▸ **Exercise objective**: Provide only the number of lines in the data below that contain the string "PageFetcher".

▸ **Source material**:
-*-*-
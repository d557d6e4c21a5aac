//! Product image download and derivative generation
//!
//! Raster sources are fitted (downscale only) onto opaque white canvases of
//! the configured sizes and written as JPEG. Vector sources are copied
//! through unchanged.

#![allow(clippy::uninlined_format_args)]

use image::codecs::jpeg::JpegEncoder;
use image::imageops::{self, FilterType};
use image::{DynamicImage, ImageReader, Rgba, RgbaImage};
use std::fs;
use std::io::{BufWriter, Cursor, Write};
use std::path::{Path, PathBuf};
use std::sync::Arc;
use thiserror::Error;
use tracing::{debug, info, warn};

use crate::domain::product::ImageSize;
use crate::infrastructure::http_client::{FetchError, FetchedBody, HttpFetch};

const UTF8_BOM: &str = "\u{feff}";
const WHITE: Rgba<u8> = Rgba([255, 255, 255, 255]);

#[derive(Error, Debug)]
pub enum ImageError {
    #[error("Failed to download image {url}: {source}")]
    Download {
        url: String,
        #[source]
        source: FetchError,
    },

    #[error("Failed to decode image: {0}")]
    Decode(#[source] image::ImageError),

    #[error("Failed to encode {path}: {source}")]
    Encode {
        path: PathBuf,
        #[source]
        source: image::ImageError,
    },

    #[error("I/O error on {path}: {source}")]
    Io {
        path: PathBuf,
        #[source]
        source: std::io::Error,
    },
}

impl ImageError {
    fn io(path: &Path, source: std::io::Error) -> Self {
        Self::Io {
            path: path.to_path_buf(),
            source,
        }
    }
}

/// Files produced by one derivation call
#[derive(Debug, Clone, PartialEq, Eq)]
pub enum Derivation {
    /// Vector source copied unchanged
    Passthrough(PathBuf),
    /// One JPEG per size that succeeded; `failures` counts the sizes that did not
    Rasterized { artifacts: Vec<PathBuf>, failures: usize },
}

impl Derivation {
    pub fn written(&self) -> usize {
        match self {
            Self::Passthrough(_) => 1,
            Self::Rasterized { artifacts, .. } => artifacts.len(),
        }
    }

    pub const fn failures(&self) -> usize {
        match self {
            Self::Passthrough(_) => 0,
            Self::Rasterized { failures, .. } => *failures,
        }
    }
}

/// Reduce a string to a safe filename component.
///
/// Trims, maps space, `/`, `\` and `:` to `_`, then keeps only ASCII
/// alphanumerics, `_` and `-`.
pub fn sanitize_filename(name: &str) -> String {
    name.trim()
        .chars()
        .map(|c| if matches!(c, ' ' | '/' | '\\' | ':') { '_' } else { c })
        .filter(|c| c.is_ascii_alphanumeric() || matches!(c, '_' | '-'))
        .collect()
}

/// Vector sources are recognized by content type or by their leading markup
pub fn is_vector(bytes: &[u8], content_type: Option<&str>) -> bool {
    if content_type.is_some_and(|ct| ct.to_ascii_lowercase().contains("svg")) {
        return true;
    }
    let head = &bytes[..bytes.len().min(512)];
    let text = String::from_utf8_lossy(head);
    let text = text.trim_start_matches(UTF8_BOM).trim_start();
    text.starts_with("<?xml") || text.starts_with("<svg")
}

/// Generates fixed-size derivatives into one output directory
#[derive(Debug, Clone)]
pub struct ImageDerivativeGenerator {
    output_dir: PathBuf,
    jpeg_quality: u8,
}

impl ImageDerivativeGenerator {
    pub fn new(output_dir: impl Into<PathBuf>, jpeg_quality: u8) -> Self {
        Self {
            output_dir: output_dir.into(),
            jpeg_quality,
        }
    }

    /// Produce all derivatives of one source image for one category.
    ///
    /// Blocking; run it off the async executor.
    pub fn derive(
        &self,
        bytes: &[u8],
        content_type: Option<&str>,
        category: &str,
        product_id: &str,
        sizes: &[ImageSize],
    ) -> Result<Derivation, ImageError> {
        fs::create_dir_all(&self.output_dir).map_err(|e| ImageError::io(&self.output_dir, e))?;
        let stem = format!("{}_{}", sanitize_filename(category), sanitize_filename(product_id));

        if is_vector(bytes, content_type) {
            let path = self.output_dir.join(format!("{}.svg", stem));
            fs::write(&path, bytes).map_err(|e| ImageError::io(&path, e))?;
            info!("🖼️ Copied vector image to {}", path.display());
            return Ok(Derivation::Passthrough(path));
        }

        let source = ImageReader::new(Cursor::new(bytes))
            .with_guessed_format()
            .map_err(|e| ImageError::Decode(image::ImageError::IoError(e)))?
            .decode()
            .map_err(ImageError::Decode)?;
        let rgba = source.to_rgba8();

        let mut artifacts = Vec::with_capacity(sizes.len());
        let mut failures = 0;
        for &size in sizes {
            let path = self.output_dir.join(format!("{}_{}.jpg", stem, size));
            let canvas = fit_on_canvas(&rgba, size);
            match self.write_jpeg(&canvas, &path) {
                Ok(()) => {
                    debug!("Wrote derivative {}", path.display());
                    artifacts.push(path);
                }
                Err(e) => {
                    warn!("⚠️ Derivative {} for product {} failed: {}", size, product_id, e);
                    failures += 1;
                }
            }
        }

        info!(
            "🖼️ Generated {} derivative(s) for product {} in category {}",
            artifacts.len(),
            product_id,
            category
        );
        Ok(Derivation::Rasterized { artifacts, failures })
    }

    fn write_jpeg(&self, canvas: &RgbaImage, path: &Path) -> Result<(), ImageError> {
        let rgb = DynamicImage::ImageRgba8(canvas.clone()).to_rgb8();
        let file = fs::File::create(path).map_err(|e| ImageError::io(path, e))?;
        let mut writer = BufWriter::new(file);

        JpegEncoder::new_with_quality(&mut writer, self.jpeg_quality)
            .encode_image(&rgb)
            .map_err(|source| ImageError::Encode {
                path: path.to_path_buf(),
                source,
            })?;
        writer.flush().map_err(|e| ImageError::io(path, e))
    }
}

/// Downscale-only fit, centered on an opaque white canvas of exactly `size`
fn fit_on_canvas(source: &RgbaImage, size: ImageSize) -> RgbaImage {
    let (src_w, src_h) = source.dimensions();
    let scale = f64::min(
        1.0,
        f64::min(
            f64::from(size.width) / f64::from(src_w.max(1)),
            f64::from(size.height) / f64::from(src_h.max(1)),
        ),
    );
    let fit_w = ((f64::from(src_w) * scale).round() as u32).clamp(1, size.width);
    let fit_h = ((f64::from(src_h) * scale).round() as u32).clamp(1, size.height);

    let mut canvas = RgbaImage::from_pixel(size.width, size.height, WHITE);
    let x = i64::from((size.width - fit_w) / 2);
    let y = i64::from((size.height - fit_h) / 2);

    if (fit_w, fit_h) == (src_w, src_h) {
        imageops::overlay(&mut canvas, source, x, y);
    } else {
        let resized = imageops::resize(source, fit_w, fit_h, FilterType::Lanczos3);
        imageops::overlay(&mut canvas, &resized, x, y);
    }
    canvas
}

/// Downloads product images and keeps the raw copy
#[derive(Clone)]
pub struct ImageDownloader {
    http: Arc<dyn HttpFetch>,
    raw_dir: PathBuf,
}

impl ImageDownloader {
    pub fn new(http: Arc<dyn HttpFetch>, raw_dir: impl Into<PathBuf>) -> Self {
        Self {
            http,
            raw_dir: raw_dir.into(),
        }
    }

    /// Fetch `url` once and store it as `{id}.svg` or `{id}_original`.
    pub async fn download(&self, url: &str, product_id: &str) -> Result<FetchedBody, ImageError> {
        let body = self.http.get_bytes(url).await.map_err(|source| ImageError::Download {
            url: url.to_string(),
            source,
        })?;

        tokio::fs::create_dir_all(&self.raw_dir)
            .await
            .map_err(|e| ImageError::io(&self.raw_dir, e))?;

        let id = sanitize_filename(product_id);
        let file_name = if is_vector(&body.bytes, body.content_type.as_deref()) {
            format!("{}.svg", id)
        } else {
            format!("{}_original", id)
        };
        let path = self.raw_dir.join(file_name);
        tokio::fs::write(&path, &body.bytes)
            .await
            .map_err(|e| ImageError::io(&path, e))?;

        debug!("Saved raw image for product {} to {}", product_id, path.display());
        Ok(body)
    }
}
-*-*-
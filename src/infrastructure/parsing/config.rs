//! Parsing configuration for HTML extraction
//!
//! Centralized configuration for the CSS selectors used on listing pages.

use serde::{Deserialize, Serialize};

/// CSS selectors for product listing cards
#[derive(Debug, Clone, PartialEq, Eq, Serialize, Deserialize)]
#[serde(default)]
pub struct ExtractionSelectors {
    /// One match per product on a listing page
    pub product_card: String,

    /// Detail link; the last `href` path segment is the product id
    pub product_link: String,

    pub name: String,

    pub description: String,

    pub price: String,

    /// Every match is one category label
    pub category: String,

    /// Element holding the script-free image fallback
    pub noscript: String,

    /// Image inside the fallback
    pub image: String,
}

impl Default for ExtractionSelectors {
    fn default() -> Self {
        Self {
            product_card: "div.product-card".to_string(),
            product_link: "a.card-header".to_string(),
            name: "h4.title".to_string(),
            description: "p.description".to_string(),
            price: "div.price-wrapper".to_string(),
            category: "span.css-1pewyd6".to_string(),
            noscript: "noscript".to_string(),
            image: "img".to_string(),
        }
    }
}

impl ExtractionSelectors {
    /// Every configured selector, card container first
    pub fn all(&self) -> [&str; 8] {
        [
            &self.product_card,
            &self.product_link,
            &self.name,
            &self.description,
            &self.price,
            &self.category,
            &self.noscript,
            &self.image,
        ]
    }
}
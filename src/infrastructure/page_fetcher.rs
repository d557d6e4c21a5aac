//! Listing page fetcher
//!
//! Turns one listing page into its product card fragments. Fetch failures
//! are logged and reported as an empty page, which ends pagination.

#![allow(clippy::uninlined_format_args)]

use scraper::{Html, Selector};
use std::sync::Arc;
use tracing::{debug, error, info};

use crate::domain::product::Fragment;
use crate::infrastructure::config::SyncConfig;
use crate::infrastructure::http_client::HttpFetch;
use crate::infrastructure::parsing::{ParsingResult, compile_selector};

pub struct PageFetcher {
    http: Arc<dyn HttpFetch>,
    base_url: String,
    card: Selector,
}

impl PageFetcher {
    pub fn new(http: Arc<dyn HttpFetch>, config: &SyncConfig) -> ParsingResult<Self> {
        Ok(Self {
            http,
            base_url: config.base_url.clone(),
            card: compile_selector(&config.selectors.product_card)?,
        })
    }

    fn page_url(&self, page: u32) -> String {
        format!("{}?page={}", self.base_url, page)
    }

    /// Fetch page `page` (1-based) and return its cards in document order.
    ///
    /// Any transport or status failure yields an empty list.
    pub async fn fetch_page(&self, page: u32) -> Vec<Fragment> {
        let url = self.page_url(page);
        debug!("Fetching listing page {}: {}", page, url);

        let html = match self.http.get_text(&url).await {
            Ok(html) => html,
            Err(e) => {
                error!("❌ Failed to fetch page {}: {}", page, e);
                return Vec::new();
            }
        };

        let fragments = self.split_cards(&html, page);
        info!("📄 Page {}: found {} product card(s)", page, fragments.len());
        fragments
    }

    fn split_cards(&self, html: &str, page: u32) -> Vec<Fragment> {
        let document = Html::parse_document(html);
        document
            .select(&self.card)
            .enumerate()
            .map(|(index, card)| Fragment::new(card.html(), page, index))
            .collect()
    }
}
-*-*-
▸ **Response area**: 2